• _What to work on_
All lines from the entries below that contain the string "temperature" should be copied out.

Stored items
━━━━━━━━

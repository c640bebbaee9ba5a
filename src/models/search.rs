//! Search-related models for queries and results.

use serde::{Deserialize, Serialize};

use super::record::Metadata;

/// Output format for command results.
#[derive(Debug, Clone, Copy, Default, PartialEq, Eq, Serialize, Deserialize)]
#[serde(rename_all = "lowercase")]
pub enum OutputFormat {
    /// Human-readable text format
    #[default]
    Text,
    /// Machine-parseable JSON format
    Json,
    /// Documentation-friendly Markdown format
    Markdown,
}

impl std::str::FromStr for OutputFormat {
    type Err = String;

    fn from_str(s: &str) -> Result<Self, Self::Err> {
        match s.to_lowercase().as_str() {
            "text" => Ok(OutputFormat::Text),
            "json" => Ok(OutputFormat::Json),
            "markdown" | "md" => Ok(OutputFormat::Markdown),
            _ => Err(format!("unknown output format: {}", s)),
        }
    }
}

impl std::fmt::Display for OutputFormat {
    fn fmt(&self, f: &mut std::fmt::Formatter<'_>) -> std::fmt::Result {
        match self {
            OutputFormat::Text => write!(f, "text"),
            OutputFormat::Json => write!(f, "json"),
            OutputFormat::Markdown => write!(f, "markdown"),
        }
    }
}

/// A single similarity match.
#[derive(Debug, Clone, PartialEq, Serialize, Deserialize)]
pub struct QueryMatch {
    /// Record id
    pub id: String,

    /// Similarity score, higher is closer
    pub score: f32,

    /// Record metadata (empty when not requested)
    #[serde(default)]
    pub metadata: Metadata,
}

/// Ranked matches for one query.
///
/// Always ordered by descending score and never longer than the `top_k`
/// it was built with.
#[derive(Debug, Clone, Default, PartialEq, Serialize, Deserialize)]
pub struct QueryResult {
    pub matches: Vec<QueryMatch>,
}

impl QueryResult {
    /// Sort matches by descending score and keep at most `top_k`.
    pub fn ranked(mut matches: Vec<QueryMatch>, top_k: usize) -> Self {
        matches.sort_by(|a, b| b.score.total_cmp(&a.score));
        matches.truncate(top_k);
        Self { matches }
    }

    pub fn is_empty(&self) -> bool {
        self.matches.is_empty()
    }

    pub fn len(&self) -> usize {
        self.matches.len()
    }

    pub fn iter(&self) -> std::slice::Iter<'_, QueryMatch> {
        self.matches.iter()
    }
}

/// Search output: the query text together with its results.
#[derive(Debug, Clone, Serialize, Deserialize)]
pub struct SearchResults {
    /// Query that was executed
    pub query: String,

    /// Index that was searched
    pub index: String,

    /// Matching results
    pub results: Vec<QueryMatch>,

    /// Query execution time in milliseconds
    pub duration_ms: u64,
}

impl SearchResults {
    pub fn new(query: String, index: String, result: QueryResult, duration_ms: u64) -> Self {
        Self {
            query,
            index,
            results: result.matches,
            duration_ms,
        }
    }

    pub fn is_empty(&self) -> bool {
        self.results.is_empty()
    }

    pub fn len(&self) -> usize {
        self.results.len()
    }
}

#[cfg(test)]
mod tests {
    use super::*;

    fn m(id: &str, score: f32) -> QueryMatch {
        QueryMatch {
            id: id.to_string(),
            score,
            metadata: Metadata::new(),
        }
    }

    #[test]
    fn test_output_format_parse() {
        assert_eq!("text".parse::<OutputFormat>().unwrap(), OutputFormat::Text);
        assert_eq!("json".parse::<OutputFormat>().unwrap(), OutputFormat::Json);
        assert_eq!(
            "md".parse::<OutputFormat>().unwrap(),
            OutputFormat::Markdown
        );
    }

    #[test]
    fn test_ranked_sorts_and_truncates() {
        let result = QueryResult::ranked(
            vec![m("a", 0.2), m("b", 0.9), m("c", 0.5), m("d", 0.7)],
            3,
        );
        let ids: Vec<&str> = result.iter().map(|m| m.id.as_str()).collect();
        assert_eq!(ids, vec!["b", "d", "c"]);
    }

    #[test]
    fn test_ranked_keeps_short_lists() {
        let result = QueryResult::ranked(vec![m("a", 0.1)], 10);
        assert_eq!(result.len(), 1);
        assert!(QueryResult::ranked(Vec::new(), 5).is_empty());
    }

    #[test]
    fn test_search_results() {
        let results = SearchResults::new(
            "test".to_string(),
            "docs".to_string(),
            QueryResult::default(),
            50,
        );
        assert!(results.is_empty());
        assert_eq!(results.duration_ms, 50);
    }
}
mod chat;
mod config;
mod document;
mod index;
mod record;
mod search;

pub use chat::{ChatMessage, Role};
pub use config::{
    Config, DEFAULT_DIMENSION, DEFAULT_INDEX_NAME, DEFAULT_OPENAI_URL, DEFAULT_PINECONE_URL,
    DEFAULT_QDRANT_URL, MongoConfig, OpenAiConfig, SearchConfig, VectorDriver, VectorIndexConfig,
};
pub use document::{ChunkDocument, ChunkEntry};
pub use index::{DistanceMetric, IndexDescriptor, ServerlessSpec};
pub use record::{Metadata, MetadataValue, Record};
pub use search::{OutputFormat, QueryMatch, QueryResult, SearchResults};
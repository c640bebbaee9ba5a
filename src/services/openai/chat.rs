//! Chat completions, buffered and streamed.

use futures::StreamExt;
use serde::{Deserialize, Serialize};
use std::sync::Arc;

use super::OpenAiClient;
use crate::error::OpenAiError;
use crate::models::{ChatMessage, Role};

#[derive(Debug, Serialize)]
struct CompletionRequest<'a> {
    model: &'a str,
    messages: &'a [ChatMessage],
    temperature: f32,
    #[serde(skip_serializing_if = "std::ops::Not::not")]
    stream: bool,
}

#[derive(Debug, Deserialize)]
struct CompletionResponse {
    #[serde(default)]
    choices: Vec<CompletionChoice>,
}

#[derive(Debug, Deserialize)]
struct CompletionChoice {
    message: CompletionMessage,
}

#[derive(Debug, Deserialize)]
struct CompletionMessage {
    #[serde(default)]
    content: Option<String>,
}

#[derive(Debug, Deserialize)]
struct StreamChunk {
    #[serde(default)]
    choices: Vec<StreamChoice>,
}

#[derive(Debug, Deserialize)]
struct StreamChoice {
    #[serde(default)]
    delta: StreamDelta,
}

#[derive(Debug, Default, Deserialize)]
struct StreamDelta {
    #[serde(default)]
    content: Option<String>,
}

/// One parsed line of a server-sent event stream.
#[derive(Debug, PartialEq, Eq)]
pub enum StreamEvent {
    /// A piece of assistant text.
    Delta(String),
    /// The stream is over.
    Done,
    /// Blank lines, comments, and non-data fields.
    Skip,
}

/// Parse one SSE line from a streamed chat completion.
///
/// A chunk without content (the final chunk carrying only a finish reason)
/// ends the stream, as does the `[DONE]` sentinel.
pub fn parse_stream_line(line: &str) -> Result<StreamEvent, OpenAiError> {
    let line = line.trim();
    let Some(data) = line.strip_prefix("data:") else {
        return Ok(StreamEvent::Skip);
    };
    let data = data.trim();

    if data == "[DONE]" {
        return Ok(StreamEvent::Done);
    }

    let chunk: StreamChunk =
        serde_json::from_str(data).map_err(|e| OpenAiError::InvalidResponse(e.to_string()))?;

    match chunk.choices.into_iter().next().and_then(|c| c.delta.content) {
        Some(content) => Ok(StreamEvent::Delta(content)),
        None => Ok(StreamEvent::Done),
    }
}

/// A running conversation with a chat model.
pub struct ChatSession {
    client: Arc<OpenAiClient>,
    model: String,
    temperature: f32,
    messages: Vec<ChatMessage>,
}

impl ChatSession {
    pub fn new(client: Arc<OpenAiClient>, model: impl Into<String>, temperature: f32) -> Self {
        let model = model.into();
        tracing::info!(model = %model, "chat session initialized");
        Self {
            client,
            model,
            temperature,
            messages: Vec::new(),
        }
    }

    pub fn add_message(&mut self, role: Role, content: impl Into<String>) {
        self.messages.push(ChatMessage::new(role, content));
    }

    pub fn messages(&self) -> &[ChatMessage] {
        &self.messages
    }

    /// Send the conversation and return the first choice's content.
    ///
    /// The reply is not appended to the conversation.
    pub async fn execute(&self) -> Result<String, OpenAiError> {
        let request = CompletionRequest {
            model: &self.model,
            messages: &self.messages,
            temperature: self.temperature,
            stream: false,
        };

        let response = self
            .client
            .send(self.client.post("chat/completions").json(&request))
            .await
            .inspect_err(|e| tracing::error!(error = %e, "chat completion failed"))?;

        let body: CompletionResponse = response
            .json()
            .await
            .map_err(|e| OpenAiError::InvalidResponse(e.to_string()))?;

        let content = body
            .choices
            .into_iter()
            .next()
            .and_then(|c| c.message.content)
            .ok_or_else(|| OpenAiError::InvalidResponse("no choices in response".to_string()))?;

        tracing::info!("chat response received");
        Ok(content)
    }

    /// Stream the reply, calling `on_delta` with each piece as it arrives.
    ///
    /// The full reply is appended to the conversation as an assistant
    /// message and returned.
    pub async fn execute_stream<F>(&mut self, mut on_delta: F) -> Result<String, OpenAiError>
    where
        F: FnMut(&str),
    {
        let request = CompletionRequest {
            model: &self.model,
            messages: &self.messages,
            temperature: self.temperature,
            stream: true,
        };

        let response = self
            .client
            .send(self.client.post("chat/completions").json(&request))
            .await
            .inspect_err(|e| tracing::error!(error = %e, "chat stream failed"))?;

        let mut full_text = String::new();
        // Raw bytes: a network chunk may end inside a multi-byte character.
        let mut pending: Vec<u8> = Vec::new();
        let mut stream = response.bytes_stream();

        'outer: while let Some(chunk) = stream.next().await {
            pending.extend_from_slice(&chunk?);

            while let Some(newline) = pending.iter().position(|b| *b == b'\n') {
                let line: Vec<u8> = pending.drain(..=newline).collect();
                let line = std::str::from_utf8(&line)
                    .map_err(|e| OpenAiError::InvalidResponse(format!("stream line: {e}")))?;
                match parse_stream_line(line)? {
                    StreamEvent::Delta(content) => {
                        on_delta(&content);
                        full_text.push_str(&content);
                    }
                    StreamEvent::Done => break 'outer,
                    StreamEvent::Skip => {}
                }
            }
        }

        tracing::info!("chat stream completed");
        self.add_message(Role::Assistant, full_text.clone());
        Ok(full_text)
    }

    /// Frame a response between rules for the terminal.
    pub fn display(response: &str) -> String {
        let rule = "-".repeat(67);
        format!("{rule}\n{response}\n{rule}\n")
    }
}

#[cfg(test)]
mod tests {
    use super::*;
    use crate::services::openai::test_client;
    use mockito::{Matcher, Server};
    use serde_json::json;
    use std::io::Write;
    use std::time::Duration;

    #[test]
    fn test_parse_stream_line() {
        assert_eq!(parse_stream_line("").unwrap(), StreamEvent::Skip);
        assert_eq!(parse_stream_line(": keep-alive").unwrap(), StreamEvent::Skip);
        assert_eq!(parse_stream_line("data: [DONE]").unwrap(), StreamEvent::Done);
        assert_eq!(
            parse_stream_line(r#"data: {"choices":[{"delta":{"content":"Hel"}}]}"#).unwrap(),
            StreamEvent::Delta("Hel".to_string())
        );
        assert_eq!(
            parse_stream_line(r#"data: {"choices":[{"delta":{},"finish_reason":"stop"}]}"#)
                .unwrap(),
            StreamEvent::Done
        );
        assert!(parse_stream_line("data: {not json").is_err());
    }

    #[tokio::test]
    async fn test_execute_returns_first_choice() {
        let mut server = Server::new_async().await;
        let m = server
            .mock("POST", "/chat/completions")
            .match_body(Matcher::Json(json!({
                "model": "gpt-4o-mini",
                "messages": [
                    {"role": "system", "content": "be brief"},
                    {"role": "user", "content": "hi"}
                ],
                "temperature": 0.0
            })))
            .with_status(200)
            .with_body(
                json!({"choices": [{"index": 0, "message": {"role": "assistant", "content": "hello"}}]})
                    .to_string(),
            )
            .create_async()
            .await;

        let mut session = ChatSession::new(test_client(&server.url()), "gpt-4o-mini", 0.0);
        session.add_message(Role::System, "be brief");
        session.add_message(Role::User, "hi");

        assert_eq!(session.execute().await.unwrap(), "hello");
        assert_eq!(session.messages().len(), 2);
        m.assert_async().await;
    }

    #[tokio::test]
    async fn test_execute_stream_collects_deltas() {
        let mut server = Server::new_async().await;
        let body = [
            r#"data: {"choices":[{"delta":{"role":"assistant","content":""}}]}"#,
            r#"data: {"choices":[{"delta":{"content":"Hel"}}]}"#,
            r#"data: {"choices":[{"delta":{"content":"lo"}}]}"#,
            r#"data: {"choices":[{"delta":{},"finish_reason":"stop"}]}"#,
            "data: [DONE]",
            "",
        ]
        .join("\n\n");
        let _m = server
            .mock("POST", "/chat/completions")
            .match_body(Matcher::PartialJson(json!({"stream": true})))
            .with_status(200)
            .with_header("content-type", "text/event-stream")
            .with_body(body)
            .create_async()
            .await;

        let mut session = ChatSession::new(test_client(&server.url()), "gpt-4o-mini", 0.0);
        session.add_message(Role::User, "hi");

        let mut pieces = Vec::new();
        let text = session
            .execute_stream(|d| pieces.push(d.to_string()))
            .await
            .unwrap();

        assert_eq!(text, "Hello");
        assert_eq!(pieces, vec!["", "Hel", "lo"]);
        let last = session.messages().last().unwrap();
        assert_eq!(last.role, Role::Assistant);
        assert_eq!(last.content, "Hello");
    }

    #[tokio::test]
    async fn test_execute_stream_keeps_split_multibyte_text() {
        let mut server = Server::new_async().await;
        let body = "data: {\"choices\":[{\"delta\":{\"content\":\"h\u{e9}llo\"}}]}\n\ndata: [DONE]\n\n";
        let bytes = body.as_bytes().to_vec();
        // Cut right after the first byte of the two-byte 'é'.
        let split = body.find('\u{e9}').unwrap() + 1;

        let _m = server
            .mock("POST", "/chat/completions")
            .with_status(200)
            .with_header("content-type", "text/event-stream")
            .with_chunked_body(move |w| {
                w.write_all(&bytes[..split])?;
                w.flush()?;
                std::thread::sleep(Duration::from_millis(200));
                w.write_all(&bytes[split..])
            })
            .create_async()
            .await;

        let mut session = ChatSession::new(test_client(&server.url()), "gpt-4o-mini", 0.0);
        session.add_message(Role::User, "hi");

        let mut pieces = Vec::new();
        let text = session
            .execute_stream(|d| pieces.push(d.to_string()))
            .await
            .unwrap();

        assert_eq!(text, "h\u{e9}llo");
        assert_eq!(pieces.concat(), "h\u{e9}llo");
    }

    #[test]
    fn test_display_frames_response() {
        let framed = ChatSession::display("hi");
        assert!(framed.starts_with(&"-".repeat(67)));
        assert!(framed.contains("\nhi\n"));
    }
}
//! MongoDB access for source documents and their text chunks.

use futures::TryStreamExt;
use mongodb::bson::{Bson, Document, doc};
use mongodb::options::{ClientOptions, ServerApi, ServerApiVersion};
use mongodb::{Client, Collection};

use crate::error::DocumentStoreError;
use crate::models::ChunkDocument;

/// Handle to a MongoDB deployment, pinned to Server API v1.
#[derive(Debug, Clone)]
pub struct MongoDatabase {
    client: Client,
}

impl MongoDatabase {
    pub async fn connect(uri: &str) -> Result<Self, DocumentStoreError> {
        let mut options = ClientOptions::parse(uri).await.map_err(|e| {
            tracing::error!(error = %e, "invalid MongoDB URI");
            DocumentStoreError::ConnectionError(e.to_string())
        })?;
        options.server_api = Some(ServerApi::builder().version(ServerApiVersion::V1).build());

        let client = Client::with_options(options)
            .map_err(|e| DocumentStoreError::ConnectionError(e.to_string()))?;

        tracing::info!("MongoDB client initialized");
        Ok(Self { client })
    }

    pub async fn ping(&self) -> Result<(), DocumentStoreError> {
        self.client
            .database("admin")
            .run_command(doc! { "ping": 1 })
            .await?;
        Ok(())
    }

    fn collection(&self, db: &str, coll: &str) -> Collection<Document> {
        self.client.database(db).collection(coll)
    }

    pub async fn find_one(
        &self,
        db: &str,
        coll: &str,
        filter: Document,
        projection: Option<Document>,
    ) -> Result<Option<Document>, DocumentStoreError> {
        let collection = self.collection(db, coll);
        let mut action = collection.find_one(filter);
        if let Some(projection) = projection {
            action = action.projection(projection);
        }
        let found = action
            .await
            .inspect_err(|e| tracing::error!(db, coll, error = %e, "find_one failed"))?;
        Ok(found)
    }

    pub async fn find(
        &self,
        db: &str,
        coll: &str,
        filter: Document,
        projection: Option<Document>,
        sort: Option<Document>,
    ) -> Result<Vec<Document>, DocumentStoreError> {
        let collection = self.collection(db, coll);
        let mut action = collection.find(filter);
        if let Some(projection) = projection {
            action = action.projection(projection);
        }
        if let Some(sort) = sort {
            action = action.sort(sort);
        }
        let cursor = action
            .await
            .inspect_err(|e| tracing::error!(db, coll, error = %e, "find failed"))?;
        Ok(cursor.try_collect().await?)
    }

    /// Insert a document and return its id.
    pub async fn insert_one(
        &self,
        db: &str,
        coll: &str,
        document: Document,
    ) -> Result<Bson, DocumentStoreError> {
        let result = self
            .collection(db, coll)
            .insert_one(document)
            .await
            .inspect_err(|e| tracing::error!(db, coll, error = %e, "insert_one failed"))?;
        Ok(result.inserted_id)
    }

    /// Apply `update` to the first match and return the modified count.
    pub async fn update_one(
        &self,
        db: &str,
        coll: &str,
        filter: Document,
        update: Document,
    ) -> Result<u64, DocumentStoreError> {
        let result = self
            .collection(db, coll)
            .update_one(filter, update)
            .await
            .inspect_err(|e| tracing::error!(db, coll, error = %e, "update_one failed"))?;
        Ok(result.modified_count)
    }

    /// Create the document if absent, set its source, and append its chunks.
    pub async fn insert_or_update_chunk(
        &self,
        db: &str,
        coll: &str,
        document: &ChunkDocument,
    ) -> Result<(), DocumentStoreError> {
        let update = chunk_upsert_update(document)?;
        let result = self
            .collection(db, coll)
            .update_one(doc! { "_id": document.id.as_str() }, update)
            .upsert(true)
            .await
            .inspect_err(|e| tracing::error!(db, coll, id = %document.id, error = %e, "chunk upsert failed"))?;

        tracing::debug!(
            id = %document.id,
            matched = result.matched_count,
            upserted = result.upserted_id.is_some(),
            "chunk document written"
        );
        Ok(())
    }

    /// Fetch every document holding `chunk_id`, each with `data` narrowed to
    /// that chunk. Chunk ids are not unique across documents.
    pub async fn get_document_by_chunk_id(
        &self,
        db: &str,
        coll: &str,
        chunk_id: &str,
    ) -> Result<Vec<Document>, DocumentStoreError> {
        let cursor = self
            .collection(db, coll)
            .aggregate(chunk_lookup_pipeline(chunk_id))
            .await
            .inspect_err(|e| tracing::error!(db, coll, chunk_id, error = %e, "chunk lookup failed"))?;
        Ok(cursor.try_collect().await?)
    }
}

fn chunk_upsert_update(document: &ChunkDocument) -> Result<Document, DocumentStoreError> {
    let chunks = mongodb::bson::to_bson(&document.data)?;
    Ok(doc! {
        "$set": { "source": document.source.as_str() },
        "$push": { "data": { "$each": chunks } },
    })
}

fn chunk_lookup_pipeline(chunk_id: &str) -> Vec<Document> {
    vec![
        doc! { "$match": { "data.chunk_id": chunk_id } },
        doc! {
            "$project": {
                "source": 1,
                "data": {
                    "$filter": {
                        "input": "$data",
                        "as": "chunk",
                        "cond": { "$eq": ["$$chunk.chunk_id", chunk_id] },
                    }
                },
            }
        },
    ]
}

━━━━━━━━

• _Response box_
    temperature: f32,
    temperature: f32,
    pub fn new(client: Arc<OpenAiClient>, model: impl Into<String>, temperature: f32) -> Self {
            temperature,
            temperature: self.temperature,
            temperature: self.temperature,
                "temperature": 0.0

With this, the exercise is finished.